Friday, November 13, 2015

UOL

UOL: (S$6.42) Fairly resilient 3Q15 amid gloomy outlook

UOL’s 3Q15 net profit dipped 1.7% y/y to $100.8m, broadly in line with estimates as 9M15 earnings of $327.6m (-2%)attained 78% of full year consensus.

Revenue slipped 18.3% to $354m due to lower contributions from property development and hotel operations, partly cushioned by rental income from its property investment segment.

Property development - Revenue: $174m (-33.3%)
The revenue gap came arose from completion of The Esplanade in Tianjin, China in 3Q14. Revenue recognised for 3Q15 included Botanique at Bartley (>70% sold), Riverbanks @ Fernvale (64% sold), Seventy St Patricks, and the recently TOP-ed Katong Regency.
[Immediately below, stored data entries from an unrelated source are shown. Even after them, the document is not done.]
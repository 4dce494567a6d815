use clap::Parser;
use std::path::PathBuf;

/// User-specified command line parameters
#[derive(Debug, Parser)]
#[clap(name = "Orrery", about)]
pub struct Args {
    #[clap(long, short = 'c')]
    /// Engine configuration file (TOML). Defaults are used without one.
    pub config: Option<PathBuf>,

    #[clap(long, short = 's')]
    /// Scene description to load, overriding the configured one.
    pub scene: Option<PathBuf>,

    #[clap(long, short = 'f', default_value_t = 120)]
    /// Amount of frames to present before exiting.
    pub frames: u64,

    #[clap(long, short = 'v')]
    /// Enables trace logging.
    pub verbose: bool,
}
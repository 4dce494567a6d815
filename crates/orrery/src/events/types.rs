//! Events exchanged between the core and its collaborators

use super::Event;
use crate::gpu::{
    CommandBuffer, DescriptorSet, Extent2D, Framebuffer, Image, ImageLayout, ImageView, Pipeline,
    RenderPass, Sampler,
};
use crate::render::Vertex;
use bitflags::bitflags;
use glam::DVec3;
use std::path::PathBuf;

bitflags! {
    /// One bit per event type, see [`Event::FLAG`].
    pub struct EventFlags: u64 {
        const INIT_SWAPCHAIN_MANAGER = 1 << 0;
        const SWAPCHAIN_RECREATED = 1 << 1;
        const INIT_OFFSCREEN_PIPELINE = 1 << 2;
        const INIT_PRESENT_PIPELINE = 1 << 3;
        const OFFSCREEN_RESOURCES_RECREATED = 1 << 4;
        const UPDATE_SESSION_STATUS = 1 << 5;
        const UPDATE_VIEWPORT_SIZE = 1 << 6;
        const UPDATE_RENDERABLES = 1 << 7;
        const UPDATE_UBOS = 1 << 8;
        const REQUEST_INIT_SESSION = 1 << 9;
        const PROCESS_SECONDARY_COMMAND_BUFFERS = 1 << 10;
        const REGISTRY_RESET = 1 << 11;
        const SCENE_LOAD_PROGRESS = 1 << 12;
        const SCENE_LOAD_COMPLETE = 1 << 13;
        const GEOMETRY_INITIALIZED = 1 << 14;
        const BUFFER_MANAGER_IS_VALID = 1 << 15;
    }
}

macro_rules! impl_event {
    ($($name:ident => $flag:ident),* $(,)?) => {
        $(
            impl Event for $name {
                const FLAG: EventFlags = EventFlags::$flag;
            }
        )*
    };
}

impl_event! {
    InitSwapchainManager => INIT_SWAPCHAIN_MANAGER,
    SwapchainRecreated => SWAPCHAIN_RECREATED,
    InitOffscreenPipeline => INIT_OFFSCREEN_PIPELINE,
    InitPresentPipeline => INIT_PRESENT_PIPELINE,
    OffscreenResourcesRecreated => OFFSCREEN_RESOURCES_RECREATED,
    UpdateSessionStatus => UPDATE_SESSION_STATUS,
    UpdateViewportSize => UPDATE_VIEWPORT_SIZE,
    UpdateRenderables => UPDATE_RENDERABLES,
    UpdateUbos => UPDATE_UBOS,
    RequestInitSession => REQUEST_INIT_SESSION,
    ProcessSecondaryCommandBuffers => PROCESS_SECONDARY_COMMAND_BUFFERS,
    RegistryReset => REGISTRY_RESET,
    SceneLoadProgress => SCENE_LOAD_PROGRESS,
    SceneLoadComplete => SCENE_LOAD_COMPLETE,
    GeometryInitialized => GEOMETRY_INITIALIZED,
    BufferManagerIsValid => BUFFER_MANAGER_IS_VALID,
}

/// The swapchain manager finished its initial setup.
#[derive(Debug, Clone, Default)]
pub struct InitSwapchainManager;

#[derive(Debug, Clone)]
pub struct SwapchainRecreated {
    pub extent: Extent2D,
    /// Current layout of each swapchain image, all [`ImageLayout::Undefined`] after recreation.
    pub image_layouts: Vec<ImageLayout>,
    pub framebuffers: Vec<Framebuffer>,
}

/// The offscreen pipeline is ready. Resources that depend on it (the texture array descriptor set
/// in particular) can be written from now on.
#[derive(Debug, Clone)]
pub struct InitOffscreenPipeline {
    pub render_pass: RenderPass,
    pub pipeline: Pipeline,
    pub offscreen_images: Vec<Image>,
    pub offscreen_image_views: Vec<ImageView>,
    pub offscreen_samplers: Vec<Sampler>,
    pub framebuffers: Vec<Framebuffer>,
    pub tex_array_descriptor_set: DescriptorSet,
}

#[derive(Debug, Clone)]
pub struct InitPresentPipeline {
    pub render_pass: RenderPass,
}

#[derive(Debug, Clone)]
pub struct OffscreenResourcesRecreated {
    pub image_views: Vec<ImageView>,
    pub samplers: Vec<Sampler>,
    pub framebuffers: Vec<Framebuffer>,
}

/// Stages of the session lifecycle.
#[derive(Debug, Clone, Copy, PartialEq, Eq, Hash)]
#[repr(u8)]
pub enum SessionStatus {
    PrepareForReset = 0,
    Reset = 1,
    PrepareForInit = 2,
    Initialized = 3,
    PostInitialization = 4,
}

impl SessionStatus {
    pub fn from_u8(value: u8) -> Option<Self> {
        Some(match value {
            0 => Self::PrepareForReset,
            1 => Self::Reset,
            2 => Self::PrepareForInit,
            3 => Self::Initialized,
            4 => Self::PostInitialization,
            _ => return None,
        })
    }
}

#[derive(Debug, Clone, Copy)]
pub struct UpdateSessionStatus {
    pub status: SessionStatus,
}

#[derive(Debug, Clone, Copy)]
pub struct UpdateViewportSize {
    pub extent: Extent2D,
}

#[derive(Debug, Clone, Copy, PartialEq, Eq)]
pub enum RenderableKind {
    Gui,
    Mesh,
}

/// Asks subscribers to record their draws of the given kind into `command_buffer`, which is
/// currently inside a render pass.
#[derive(Debug, Clone, Copy)]
pub struct UpdateRenderables {
    pub kind: RenderableKind,
    pub command_buffer: CommandBuffer,
    pub current_frame: usize,
}

#[derive(Debug, Clone, Copy)]
pub struct UpdateUbos {
    pub current_frame: usize,
    pub render_origin: DVec3,
}

#[derive(Debug, Clone)]
pub struct RequestInitSession {
    pub config_path: PathBuf,
}

/// Where a batch of secondary command buffers gets executed in the next primary recording.
#[derive(Debug, Clone, Copy, PartialEq, Eq, Hash)]
pub enum SecondaryStage {
    /// Outside of any render pass, before the offscreen pass.
    None = 0,
    Offscreen = 1,
    Present = 2,
}

#[derive(Debug, Clone)]
pub struct ProcessSecondaryCommandBuffers {
    pub stage: SecondaryStage,
    pub buffers: Vec<CommandBuffer>,
}

/// The registry was cleared and its sentinel entities recreated.
#[derive(Debug, Clone, Copy, Default)]
pub struct RegistryReset;

#[derive(Debug, Clone, Copy)]
pub struct SceneLoadProgress {
    pub loaded: usize,
    pub total: usize,
}

#[derive(Debug, Clone, Copy)]
pub struct SceneLoadComplete {
    pub entity_count: usize,
}

/// Global scene geometry is available. `renderable_count` sizes the object uniform buffers.
#[derive(Debug, Clone)]
pub struct GeometryInitialized {
    pub vertices: Vec<Vertex>,
    pub indices: Vec<u32>,
    pub renderable_count: u32,
}

/// The buffer manager finished (re)creating its global buffers.
#[derive(Debug, Clone, Copy, Default)]
pub struct BufferManagerIsValid;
Property investments - Revenue: $56.4m (+15.5%)
Rental revenue from its property investments grew with additional income from its OneKM mall, which opened in 4Q14.

Hotel operations - Revenue: $10.5m (-4.3%)
Performance was affected by refurbishment works at Pan Pacific Perth, and PARKROYAL Yangon, coupled with the weaker MYR and AUD.

Gross profit margin fattened 8ppt to 39% due to a change in its revenue mix as contributions from its property development typically carry lower margins.

Bottom line was affected by:
1) Higher marketing expenses of $16.5m (+63%) on expenses related to the ongoing sales of units at its residential projects as well as consolidated expenses of its OneKM mall and Pan Pacific Tianjin.
2) Finance expenses of $12.8m (+141.8%) on higher interest rates and unrealised FX losses on its USD borrowings.
3) Contributions from associates and JVs of $44.8m (+12.5%), mainly from UIC and 50%-owned Thomson Three.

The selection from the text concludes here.